Although I understand the point of view of the author I do feel his article lacks proper sources to fully support his view. Nevertheless he seems quite critic of US and Europe softening of policies regarding Foreign Policy:
And the international perception is that democracy promotion has already receded as an actual priority of U.S. foreign policy. The world takes note of all this. Authoritarian state media gleefully publicize these travails of American democracy in order to discredit democracy in general and immunize authoritarian rule against U.S. pressure. Even in weak states, autocrats perceive that the pressure is now off: They can pretty much do whatever they want to censor the media, crush the opposition, and perpetuate their rule, and Europe and the Unit- ed States will swallow it. Meek verbal protests may ensue, but the aid will still flow and the dictators will still be welcome at the White House and the Elysée Palace. It is hard to overstate how important the vitality and self-confidence of U.S. democracy has been to the global expansion of democracy during the third wave. While each democratizing country made its own transition, pressure and solidarity from the United State and Europe often generated a significant and even crucial enabling environment that helped to tip finely balanced situations toward democratic change, and then in some cases gradually toward democratic consolidation.
I can't fully subscribe his views without more information but I must admit that it his what comes closest to a global cause for lower voter turnouts.
NOTE: I was born and lived in a country deeply affected by the Eurodebt crisis. I can tell you the major feeling in its citizens was that things would remain bleak no matter what party formed government. Therefore the act of voting became redundant and voter turnout kept falling. This note is an aside and not part of the answer but the lack of perceived control seemed, to me, to be a strong factor in lower voter turnout.
Partial answer to a multi-faceted question...

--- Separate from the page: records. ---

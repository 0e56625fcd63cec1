//! Language detection, archaic-English normalization and the untranslated ratio
//!
//! `HeuristicTranslator` is the built-in `Translator`: it recognizes Old and Middle
//! English markers, modernizes archaic pronouns and verb forms, and reports
//! everything it cannot place as undetermined (`und`).

use super::round4;
use crate::capability::{Assessment, CapabilityError, Translator};
use crate::model::vocabulary::CANONICAL_LANGUAGE;
use crate::model::TranslationStatus;
use async_trait::async_trait;
use regex_lite::Regex;
use std::collections::HashSet;
use std::sync::OnceLock;

/// Passages above this ratio need reprocessing unless a tuning profile says otherwise.
pub const DEFAULT_UNTRANSLATED_RATIO_THRESHOLD: f64 = 0.20;

const ARCHAIC_MARKERS: &[&str] = &["þ", "ð", "æ", "hwæt", "thou", "hath", "doth", "yclept", "whan", "ye "];
const OLD_ENGLISH_MARKERS: &[&str] = &["þ", "ð", "hwæt", "iclept", "ge-"];

const PROTECTED_TOKENS: &[&str] = &["ritual", "psalm", "oracle", "amulet", "sigil", "incantation", "liturgy"];

const STOP_TOKENS: &[&str] = &[
    "the", "and", "for", "with", "that", "this", "from", "into", "upon", "unto", "are", "was",
    "were", "shall", "should", "would", "could",
];

const ENGLISH_HINTS: &[&str] = &[
    "ritual", "invocation", "offering", "circle", "boundary", "dawn", "night", "ceremony",
    "chant", "blessing", "protection", "healing", "passage", "modern", "language", "oracle",
    "sacred", "altar", "prayer", "spirit", "water", "fire", "temple", "household", "scribe",
    "oath", "vow", "offered",
];

fn token_pattern() -> &'static Regex {
    static PATTERN: OnceLock<Regex> = OnceLock::new();
    PATTERN.get_or_init(|| Regex::new(r"[A-Za-z0-9'-]+").unwrap())
}

fn archaic_replacements() -> &'static [(Regex, &'static str)] {
    static RULES: OnceLock<Vec<(Regex, &'static str)>> = OnceLock::new();
    RULES.get_or_init(|| {
        [
            ("thou", "you"),
            ("thee", "you"),
            ("thy", "your"),
            ("thine", "yours"),
            ("hath", "has"),
            ("doth", "does"),
            ("art", "are"),
        ]
        .into_iter()
        .map(|(word, modern)| (Regex::new(&format!(r"(?i)\b{}\b", word)).unwrap(), modern))
        .collect()
    })
}

fn english_hints() -> &'static HashSet<&'static str> {
    static HINTS: OnceLock<HashSet<&'static str>> = OnceLock::new();
    HINTS.get_or_init(|| STOP_TOKENS.iter().chain(ENGLISH_HINTS.iter()).copied().collect())
}

fn tokens(text: &str) -> Vec<String> {
    token_pattern()
        .find_iter(text)
        .map(|m| m.as_str().to_lowercase())
        .collect()
}

fn normalize(text: &str) -> String {
    text.split_whitespace().collect::<Vec<_>>().join(" ")
}

/// ASCII-dominant text is assumed English; anything else is undetermined.
fn guess_language(text: &str) -> &'static str {
    let total = text.chars().count().max(1) as f64;
    let ascii = text.chars().filter(|c| c.is_ascii()).count() as f64;
    if ascii / total > 0.95 {
        CANONICAL_LANGUAGE
    } else {
        "und"
    }
}

/// Detected language code and confidence.
pub fn detect_language(text: &str) -> (&'static str, f64) {
    let lowered = text.to_lowercase();
    if ARCHAIC_MARKERS.iter().any(|m| lowered.contains(m)) {
        if OLD_ENGLISH_MARKERS.iter().any(|m| lowered.contains(m)) {
            return ("ang", 0.9);
        }
        return ("enm", 0.76);
    }

    if guess_language(text) == CANONICAL_LANGUAGE {
        let long: Vec<String> = tokens(text).into_iter().filter(|t| t.len() > 2).collect();
        if !long.is_empty() {
            let hits = long.iter().filter(|t| english_hints().contains(t.as_str())).count();
            if (hits as f64 / long.len() as f64) < 0.28 {
                return ("und", 0.58);
            }
        }
        return (CANONICAL_LANGUAGE, 0.88);
    }
    ("und", 0.64)
}

fn is_ignorable(token: &str) -> bool {
    token.len() < 3
        || token.chars().all(|c| c.is_ascii_digit())
        || PROTECTED_TOKENS.contains(&token)
        || STOP_TOKENS.contains(&token)
}

/// Fraction of meaningful source tokens that survive unchanged into the translation.
///
/// Always 0 when the source is already in the canonical language.
pub fn untranslated_ratio(source: &str, translated: &str, detected_language: &str) -> f64 {
    let translated = normalize(translated);
    if translated.is_empty() {
        return 1.0;
    }
    if detected_language.eq_ignore_ascii_case(CANONICAL_LANGUAGE) {
        return 0.0;
    }
    let source_tokens: Vec<String> = tokens(source).into_iter().filter(|t| !is_ignorable(t)).collect();
    if source_tokens.is_empty() {
        return 0.0;
    }
    let translated_tokens: HashSet<String> = tokens(&translated).into_iter().collect();
    let untranslated = source_tokens
        .iter()
        .filter(|t| translated_tokens.contains(*t))
        .count();
    round4((untranslated as f64 / source_tokens.len() as f64).clamp(0.0, 1.0))
}

pub fn status_for_ratio(ratio: f64, threshold: f64) -> TranslationStatus {
    if ratio > threshold {
        TranslationStatus::NeedsReprocess
    } else {
        TranslationStatus::Translated
    }
}

/// Built-in translator for English-family sources.
#[derive(Debug, Clone, Default)]
pub struct HeuristicTranslator;

impl HeuristicTranslator {
    pub fn new() -> Self {
        Self
    }

    fn modernize(text: &str) -> String {
        archaic_replacements()
            .iter()
            .fold(text.to_string(), |acc, (pattern, modern)| {
                pattern.replace_all(&acc, *modern).into_owned()
            })
    }
}

#[async_trait]
impl Translator for HeuristicTranslator {
    fn name(&self) -> &str {
        "heuristic_translation"
    }

    async fn assess(&self, text: &str) -> Result<Assessment, CapabilityError> {
        let normalized = normalize(text);
        if normalized.is_empty() {
            return Err(CapabilityError::InvocationFailed("empty excerpt".into()));
        }
        let (language, confidence) = detect_language(&normalized);
        let translated = if language == "ang" || language == "enm" {
            normalize(&Self::modernize(&normalized))
        } else {
            normalized.clone()
        };
        let ratio = untranslated_ratio(&normalized, &translated, language);
        Ok(Assessment {
            translated_text: translated,
            detected_language: language.to_string(),
            confidence,
            untranslated_ratio: ratio,
        })
    }
}
impl<'a> Extraction<'a> {
    pub fn new(
        store: &'a SqliteStore,
        translator: &'a dyn Translator,
        source: Source,
        parsed_text: String,
        settings: &QualitySettings,
        actor: &str,
    ) -> Self {
        let segments = segment(&parsed_text, settings.min_passage_length, settings.max_passages_per_source);
        debug!(
            source_id = %source.source_id,
            spans = segments.len(),
            quality_version = %settings.quality_version,
            "segmented source"
        );
        Self {
            store,
            translator,
            source,
            parsed_text,
            segments: segments.into_iter(),
            settings: settings.clone(),
            actor: actor.to_string(),
            summary: ExtractionSummary {
                quality_version: settings.quality_version.clone(),
                ..ExtractionSummary::default()
            },
        }
    }

    pub fn summary(&self) -> &ExtractionSummary {
        &self.summary
    }

    /// Assess, validate and persist the next span.
    ///
    /// Spans that fail validation, or whose translator output is out of
    /// contract, are logged and skipped. Any other translator failure ends the
    /// pass with an error; passages already yielded stay persisted.
    pub async fn next(&mut self) -> Option<Result<Extracted, ProcessingError>> {
        loop {
            let span = self.segments.next()?;
            let quality = match assess_excerpt(self.translator, &span.text, &self.settings).await {
                Ok(quality) => quality,
                Err(CapabilityError::InvalidOutput(reason)) => {
                    warn!(
                        source_id = %self.source.source_id,
                        locator = %span.locator,
                        translator = self.translator.name(),
                        %reason,
                        "skipping span with invalid translator output"
                    );
                    self.summary.skipped += 1;
                    continue;
                }
                Err(err) => {
                    return Some(Err(ProcessingError::Capability {
                        capability: self.translator.name().to_string(),
                        message: err.to_string(),
                    }))
                }
            };

            let passage = self.build_passage(&span, quality);
            if let Err(err) = self.validate(&passage) {
                warn!(
                    source_id = %self.source.source_id,
                    locator = %passage.locator,
                    error = %err,
                    "skipping invalid passage"
                );
                self.summary.skipped += 1;
                continue;
            }
            return Some(self.persist(passage).map_err(ProcessingError::from));
        }
    }

    /// Consume the remaining spans.
    pub async fn drain(mut self) -> Result<ExtractionSummary, ProcessingError> {
        while let Some(item) = self.next().await {
            item?;
        }
        Ok(self.summary)
    }

    fn build_passage(&self, span: &Segment, quality: QualityUpdate) -> Passage {
        let locator = span.locator.to_string();
        let now = Utc::now();
        Passage {
            passage_id: PassageId::from_string(stable_id(
                PassageId::PREFIX,
                &[self.source.source_id.as_str(), &locator, &span.text],
            )),
            source_id: self.source.source_id.clone(),
            text_id: self.source.text_id.clone(),
            locator,
            original_excerpt: span.text.clone(),
            normalized_excerpt: quality.normalized_excerpt,
            detected_language: quality.detected_language,
            language_confidence: quality.language_confidence,
            translation_status: quality.translation_status,
            untranslated_ratio: quality.untranslated_ratio,
            usability_score: quality.usability_score,
            relevance_score: quality.relevance_score,
            relevance_state: quality.relevance_state,
            reviewer_state: ReviewerState::Proposed,
            publish_state: PublishState::Blocked,
            created_at: now,
            updated_at: now,
        }
    }

    fn validate(&self, passage: &Passage) -> CurationResult<()> {
        for (field, value) in [
            ("original_excerpt", &passage.original_excerpt),
            ("normalized_excerpt", &passage.normalized_excerpt),
            ("detected_language", &passage.detected_language),
        ] {
            if value.trim().is_empty() {
                return Err(CurationError::validation(field, "required field is empty"));
            }
        }
        if !locator_matches(&passage.locator, &self.parsed_text, &passage.original_excerpt) {
            return Err(CurationError::validation(
                "locator",
                format!("{} does not resolve to the excerpt", passage.locator),
            ));
        }
        for (field, value) in [
            ("language_confidence", passage.language_confidence),
            ("untranslated_ratio", passage.untranslated_ratio),
            ("usability_score", passage.usability_score),
            ("relevance_score", passage.relevance_score),
        ] {
            if !(0.0..=1.0).contains(&value) {
                return Err(CurationError::validation(field, format!("{} is outside [0, 1]", value)));
            }
        }
        Ok(())
    }

    fn persist(&mut self, passage: Passage) -> CurationResult<Extracted> {
        let actor = self.actor.as_str();
        let settings = &self.settings;
        let extracted = self.store.transaction(|tx| -> CurationResult<Extracted> {
            let created = passages::insert_passage_if_absent(tx, &passage)?;
            if created {
                insert_audit(
                    tx,
                    &AuditEvent::new(actor, "create", "passage", passage.passage_id.as_str())
                        .with_transition(None, Some(ReviewerState::Proposed.as_str()))
                        .with_correlation(passage.source_id.as_str())
                        .with_details(serde_json::json!({
                            "locator": passage.locator,
                            "relevance_state": passage.relevance_state,
                            "translation_status": passage.translation_status,
                            "quality_version": settings.quality_version,
                        })),
                )?;
            }
            let stored = passages::get_passage(tx, &passage.passage_id)?;
            let reason = auto_reprocess_reason(stored.untranslated_ratio, stored.usability_score, settings)
                .filter(|_| stored.relevance_state != RelevanceState::Filtered);
            let reprocess = match reason {
                Some(reason) => Some(reprocess::enqueue(
                    tx,
                    &stored.passage_id,
                    ReprocessTriggerMode::AutoThreshold,
                    reason,
                    None,
                    actor,
                )?),
                None => None,
            };
            Ok(Extracted {
                passage: stored,
                created,
                reprocess,
            })
        })?;

        if extracted.created {
            self.summary.persisted += 1;
        } else {
            self.summary.existing += 1;
        }
        if matches!(extracted.reprocess, Some(RequeueOutcome::Queued(_))) {
            self.summary.reprocess_queued += 1;
        }
        Ok(extracted)
    }
}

Sometimes in the US voter turnout is intentionally suppressed by influential parties promoting unpopular candidates. The more unpopular a candidate is, the more suppression required to elect them, up to some eventual upper limit of their sponsors' influence.
Extrapolating this globally, one theory that would account for a declining voter turnout would be the world's promoters of unpopular candidates have become increasingly influential and are thus able bring about more voter suppression.